EXERCISE OBJECTIVE: For each line in the data that includes "verbose", make a copy.
EXTRACTED ENTRIES Start Marker
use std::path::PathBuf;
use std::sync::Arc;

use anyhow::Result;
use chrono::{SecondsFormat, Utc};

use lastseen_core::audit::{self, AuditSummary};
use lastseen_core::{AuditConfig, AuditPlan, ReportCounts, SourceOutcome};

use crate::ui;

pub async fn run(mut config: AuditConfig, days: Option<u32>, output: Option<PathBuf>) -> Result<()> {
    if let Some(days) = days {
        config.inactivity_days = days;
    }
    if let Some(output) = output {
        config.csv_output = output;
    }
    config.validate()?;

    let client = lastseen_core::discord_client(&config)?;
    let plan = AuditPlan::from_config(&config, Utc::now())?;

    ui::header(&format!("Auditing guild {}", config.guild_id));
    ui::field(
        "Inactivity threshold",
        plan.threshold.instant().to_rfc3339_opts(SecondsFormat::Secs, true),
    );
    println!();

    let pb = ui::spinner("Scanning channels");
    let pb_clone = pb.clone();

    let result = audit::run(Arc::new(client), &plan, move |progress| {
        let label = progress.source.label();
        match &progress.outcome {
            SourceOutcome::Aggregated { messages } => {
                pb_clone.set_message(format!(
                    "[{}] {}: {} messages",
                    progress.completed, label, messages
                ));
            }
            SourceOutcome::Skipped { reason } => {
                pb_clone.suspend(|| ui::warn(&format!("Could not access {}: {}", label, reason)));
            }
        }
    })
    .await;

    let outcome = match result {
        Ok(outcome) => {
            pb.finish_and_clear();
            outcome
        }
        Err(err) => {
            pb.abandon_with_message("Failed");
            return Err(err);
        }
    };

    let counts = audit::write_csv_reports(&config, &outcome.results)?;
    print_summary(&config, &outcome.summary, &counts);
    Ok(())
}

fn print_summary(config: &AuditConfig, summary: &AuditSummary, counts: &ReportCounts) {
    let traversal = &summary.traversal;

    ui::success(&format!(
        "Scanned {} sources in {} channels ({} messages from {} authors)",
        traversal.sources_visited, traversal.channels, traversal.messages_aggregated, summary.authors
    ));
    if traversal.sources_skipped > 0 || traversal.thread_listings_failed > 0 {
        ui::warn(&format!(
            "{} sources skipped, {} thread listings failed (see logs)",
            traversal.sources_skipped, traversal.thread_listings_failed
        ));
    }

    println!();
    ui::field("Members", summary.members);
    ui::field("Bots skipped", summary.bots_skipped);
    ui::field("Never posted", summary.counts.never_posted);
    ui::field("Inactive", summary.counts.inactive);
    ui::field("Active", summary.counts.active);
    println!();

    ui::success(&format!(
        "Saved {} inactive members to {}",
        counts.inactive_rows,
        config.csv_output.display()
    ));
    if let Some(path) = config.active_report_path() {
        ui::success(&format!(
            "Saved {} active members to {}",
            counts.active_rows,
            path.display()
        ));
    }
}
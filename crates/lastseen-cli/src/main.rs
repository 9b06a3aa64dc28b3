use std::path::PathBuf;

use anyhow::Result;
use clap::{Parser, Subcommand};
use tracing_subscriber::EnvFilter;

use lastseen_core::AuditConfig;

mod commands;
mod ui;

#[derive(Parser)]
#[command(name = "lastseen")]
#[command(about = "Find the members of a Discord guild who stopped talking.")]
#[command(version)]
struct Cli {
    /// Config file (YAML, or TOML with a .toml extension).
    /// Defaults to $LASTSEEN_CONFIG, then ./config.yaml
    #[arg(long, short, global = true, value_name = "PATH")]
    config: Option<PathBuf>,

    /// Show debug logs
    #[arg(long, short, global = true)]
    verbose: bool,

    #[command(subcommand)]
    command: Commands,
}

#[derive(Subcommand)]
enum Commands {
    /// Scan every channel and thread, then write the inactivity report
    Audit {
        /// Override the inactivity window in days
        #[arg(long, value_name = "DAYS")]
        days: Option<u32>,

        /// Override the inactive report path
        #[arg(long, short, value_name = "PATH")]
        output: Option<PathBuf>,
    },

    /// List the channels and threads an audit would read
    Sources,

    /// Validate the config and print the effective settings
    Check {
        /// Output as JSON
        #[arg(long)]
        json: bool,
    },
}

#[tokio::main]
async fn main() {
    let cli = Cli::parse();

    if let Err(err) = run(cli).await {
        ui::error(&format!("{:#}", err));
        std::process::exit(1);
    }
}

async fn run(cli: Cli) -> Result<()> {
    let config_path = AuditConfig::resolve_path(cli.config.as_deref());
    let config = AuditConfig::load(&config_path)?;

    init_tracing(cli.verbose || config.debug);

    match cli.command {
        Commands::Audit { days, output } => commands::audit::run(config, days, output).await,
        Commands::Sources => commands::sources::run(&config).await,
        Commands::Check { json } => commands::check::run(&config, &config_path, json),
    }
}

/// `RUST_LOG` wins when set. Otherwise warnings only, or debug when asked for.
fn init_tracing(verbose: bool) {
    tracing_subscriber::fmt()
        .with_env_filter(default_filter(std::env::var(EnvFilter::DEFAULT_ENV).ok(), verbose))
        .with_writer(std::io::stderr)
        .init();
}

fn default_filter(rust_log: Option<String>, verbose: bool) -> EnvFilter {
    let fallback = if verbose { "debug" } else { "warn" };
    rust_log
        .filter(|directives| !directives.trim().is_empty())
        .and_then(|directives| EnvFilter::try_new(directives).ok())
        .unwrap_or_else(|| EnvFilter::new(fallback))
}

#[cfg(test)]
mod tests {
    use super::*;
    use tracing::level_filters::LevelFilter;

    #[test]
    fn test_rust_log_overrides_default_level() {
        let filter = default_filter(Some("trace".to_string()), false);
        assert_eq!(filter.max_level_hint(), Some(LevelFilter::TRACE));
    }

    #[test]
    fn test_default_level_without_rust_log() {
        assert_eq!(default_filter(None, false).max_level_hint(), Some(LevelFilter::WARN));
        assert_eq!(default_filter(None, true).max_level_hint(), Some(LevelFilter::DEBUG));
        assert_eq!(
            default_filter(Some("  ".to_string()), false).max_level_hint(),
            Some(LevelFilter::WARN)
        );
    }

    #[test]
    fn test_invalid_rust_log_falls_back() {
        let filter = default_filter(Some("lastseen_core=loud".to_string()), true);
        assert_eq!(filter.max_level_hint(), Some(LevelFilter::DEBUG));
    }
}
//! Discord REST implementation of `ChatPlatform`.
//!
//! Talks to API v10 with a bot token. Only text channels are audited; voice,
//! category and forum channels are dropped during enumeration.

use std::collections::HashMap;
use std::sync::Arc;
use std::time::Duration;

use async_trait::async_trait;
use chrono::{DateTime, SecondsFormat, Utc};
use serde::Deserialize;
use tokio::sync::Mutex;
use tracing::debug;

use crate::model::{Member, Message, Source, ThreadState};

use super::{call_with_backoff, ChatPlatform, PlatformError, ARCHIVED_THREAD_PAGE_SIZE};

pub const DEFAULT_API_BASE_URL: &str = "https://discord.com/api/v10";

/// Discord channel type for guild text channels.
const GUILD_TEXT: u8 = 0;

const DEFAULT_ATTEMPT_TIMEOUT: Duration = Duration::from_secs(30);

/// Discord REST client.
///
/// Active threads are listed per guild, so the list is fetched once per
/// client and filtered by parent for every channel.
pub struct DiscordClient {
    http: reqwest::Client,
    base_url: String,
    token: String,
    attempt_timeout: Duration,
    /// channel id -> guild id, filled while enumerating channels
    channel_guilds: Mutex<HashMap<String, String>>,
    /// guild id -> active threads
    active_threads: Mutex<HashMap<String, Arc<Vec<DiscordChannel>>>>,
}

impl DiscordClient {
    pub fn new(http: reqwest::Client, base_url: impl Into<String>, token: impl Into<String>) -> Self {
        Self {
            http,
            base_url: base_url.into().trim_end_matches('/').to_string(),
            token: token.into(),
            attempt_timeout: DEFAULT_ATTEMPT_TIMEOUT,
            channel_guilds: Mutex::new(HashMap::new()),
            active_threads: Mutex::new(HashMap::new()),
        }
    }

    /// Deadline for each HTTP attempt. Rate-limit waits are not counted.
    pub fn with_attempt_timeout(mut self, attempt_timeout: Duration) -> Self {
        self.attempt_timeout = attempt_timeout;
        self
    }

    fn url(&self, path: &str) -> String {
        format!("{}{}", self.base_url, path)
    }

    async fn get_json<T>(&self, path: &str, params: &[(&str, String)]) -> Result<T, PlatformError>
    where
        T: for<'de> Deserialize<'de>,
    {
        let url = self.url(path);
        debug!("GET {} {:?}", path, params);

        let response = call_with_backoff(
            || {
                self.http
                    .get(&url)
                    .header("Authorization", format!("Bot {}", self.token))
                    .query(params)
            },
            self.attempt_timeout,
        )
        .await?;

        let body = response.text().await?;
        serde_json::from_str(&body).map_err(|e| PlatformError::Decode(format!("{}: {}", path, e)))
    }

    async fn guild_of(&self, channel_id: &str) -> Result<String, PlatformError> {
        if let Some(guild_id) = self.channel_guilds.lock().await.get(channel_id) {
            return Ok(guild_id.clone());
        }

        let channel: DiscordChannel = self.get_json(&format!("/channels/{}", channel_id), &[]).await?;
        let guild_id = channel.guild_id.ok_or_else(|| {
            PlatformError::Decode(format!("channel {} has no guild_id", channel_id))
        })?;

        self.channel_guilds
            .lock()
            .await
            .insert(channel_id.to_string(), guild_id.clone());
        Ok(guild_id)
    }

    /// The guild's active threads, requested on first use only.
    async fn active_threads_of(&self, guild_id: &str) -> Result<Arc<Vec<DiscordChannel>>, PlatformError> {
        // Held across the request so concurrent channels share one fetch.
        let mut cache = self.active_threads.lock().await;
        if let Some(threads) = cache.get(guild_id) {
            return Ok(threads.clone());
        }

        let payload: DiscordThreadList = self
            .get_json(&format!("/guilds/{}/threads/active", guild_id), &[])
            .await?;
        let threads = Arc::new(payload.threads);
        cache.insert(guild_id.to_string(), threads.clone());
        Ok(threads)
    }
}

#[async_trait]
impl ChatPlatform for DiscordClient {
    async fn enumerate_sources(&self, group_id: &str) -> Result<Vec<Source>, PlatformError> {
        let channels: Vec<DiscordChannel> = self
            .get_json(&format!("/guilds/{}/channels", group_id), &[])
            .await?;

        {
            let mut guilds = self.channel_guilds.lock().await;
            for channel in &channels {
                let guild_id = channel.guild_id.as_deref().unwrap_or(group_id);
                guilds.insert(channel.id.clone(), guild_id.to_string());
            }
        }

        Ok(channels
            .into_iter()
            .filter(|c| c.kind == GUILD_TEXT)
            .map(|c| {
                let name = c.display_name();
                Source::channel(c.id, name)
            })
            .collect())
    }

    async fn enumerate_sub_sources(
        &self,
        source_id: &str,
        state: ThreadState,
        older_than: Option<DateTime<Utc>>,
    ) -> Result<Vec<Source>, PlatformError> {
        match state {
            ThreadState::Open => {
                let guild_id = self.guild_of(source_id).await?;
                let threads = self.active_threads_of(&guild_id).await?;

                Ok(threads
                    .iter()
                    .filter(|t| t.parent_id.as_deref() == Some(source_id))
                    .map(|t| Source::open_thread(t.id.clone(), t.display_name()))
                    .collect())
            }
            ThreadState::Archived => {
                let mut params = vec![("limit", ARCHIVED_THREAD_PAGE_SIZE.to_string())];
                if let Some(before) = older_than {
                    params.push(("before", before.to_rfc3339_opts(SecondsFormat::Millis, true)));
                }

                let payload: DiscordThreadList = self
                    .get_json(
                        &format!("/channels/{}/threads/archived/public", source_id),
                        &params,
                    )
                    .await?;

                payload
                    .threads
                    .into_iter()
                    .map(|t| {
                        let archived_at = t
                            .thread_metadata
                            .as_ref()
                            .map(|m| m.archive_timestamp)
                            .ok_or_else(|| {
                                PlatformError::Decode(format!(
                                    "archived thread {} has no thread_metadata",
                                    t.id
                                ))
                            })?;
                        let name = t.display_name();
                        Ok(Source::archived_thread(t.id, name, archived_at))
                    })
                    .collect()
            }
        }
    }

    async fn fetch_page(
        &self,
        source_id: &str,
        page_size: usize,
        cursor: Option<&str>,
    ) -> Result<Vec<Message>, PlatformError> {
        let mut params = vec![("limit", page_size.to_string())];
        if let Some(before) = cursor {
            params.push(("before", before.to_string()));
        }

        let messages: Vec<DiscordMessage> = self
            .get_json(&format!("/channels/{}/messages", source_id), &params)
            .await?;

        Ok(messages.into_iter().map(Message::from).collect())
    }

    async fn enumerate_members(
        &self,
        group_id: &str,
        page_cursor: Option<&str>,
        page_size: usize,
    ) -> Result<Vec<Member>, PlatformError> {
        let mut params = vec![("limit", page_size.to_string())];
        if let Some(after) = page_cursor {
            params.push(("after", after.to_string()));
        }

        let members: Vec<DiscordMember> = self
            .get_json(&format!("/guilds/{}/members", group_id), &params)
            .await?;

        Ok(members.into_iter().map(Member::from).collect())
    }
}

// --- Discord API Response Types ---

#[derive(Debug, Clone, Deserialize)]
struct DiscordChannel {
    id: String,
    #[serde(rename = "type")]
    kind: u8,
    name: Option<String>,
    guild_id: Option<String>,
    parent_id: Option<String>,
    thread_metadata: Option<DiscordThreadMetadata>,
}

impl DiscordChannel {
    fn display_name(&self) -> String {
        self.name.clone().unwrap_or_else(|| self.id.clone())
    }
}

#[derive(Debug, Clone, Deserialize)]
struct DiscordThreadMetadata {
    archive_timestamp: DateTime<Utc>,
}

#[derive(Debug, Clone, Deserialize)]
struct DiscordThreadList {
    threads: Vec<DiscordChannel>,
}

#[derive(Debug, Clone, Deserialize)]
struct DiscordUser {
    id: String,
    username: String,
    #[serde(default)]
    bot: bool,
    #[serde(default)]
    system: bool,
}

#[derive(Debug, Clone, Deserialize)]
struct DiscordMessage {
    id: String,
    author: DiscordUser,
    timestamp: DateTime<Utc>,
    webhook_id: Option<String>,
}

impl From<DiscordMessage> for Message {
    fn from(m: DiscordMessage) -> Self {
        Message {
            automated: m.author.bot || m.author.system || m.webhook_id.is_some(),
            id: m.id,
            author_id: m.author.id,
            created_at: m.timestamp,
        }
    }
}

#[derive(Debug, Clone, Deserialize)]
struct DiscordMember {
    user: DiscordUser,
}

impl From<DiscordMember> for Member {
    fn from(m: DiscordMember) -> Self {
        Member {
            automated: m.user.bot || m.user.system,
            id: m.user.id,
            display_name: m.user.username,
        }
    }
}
EXTRACTED ENTRIES End Marker
ANSWER:
    verbose: bool,
    init_tracing(cli.verbose || config.debug);
fn init_tracing(verbose: bool) {
        .with_env_filter(default_filter(std::env::var(EnvFilter::DEFAULT_ENV).ok(), verbose))
fn default_filter(rust_log: Option<String>, verbose: bool) -> EnvFilter {
    let fallback = if verbose { "debug" } else { "warn" };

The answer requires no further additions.